======== Data provided ========

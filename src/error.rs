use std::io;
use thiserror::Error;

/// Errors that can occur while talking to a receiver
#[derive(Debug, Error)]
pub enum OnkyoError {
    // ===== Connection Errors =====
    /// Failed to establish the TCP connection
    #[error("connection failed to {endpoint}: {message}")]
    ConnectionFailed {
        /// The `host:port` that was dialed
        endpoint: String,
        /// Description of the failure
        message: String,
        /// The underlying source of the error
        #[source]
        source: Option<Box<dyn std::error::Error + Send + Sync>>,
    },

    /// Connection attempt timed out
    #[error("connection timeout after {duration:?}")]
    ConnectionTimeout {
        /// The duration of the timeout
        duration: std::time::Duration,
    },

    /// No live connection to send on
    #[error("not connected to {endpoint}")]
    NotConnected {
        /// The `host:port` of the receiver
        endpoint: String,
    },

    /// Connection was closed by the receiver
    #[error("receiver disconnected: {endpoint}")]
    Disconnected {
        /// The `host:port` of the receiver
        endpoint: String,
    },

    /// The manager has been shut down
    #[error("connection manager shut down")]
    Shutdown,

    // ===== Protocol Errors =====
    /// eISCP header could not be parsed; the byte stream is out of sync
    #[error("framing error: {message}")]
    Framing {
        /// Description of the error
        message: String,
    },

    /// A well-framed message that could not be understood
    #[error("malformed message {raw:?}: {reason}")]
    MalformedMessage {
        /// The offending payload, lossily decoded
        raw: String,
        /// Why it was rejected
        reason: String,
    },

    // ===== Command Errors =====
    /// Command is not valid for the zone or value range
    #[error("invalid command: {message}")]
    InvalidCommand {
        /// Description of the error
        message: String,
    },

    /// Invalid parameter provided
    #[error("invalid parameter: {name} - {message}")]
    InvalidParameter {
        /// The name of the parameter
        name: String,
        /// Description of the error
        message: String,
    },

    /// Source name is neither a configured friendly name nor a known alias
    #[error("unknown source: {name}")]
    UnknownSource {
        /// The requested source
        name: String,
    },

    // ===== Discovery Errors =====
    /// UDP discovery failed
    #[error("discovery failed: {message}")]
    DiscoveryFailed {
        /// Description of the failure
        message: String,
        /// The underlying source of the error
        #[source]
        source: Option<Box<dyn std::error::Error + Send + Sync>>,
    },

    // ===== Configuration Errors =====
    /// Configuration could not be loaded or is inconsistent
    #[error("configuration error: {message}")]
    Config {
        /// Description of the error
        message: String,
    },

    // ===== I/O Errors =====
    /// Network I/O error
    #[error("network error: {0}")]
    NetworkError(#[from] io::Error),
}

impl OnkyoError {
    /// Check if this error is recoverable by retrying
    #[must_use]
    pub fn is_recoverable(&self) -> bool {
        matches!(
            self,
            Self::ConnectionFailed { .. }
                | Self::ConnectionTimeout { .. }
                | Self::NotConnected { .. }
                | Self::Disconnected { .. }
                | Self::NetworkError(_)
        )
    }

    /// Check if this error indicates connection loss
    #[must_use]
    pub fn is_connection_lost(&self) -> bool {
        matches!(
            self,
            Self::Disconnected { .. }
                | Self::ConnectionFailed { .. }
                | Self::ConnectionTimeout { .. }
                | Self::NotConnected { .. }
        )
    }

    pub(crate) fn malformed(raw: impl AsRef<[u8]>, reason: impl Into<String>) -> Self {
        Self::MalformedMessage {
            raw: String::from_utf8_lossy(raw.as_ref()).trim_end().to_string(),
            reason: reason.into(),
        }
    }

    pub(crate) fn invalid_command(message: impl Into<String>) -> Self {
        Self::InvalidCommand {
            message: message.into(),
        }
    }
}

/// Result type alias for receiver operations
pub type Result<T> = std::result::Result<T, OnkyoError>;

========

**How to complete this task**.
Among the lines above, repeat exactly those from the line with "pub fn is_connection_lost(&self)" to the line with "for receiver operations", counting both ends.

**Reply**.
    pub fn is_connection_lost(&self) -> bool {
        matches!(
            self,
            Self::Disconnected { .. }
                | Self::ConnectionFailed { .. }
                | Self::ConnectionTimeout { .. }
                | Self::NotConnected { .. }
        )
    }

    pub(crate) fn malformed(raw: impl AsRef<[u8]>, reason: impl Into<String>) -> Self {
        Self::MalformedMessage {
            raw: String::from_utf8_lossy(raw.as_ref()).trim_end().to_string(),
            reason: reason.into(),
        }
    }

    pub(crate) fn invalid_command(message: impl Into<String>) -> Self {
        Self::InvalidCommand {
            message: message.into(),
        }
    }
}

/// Result type alias for receiver operations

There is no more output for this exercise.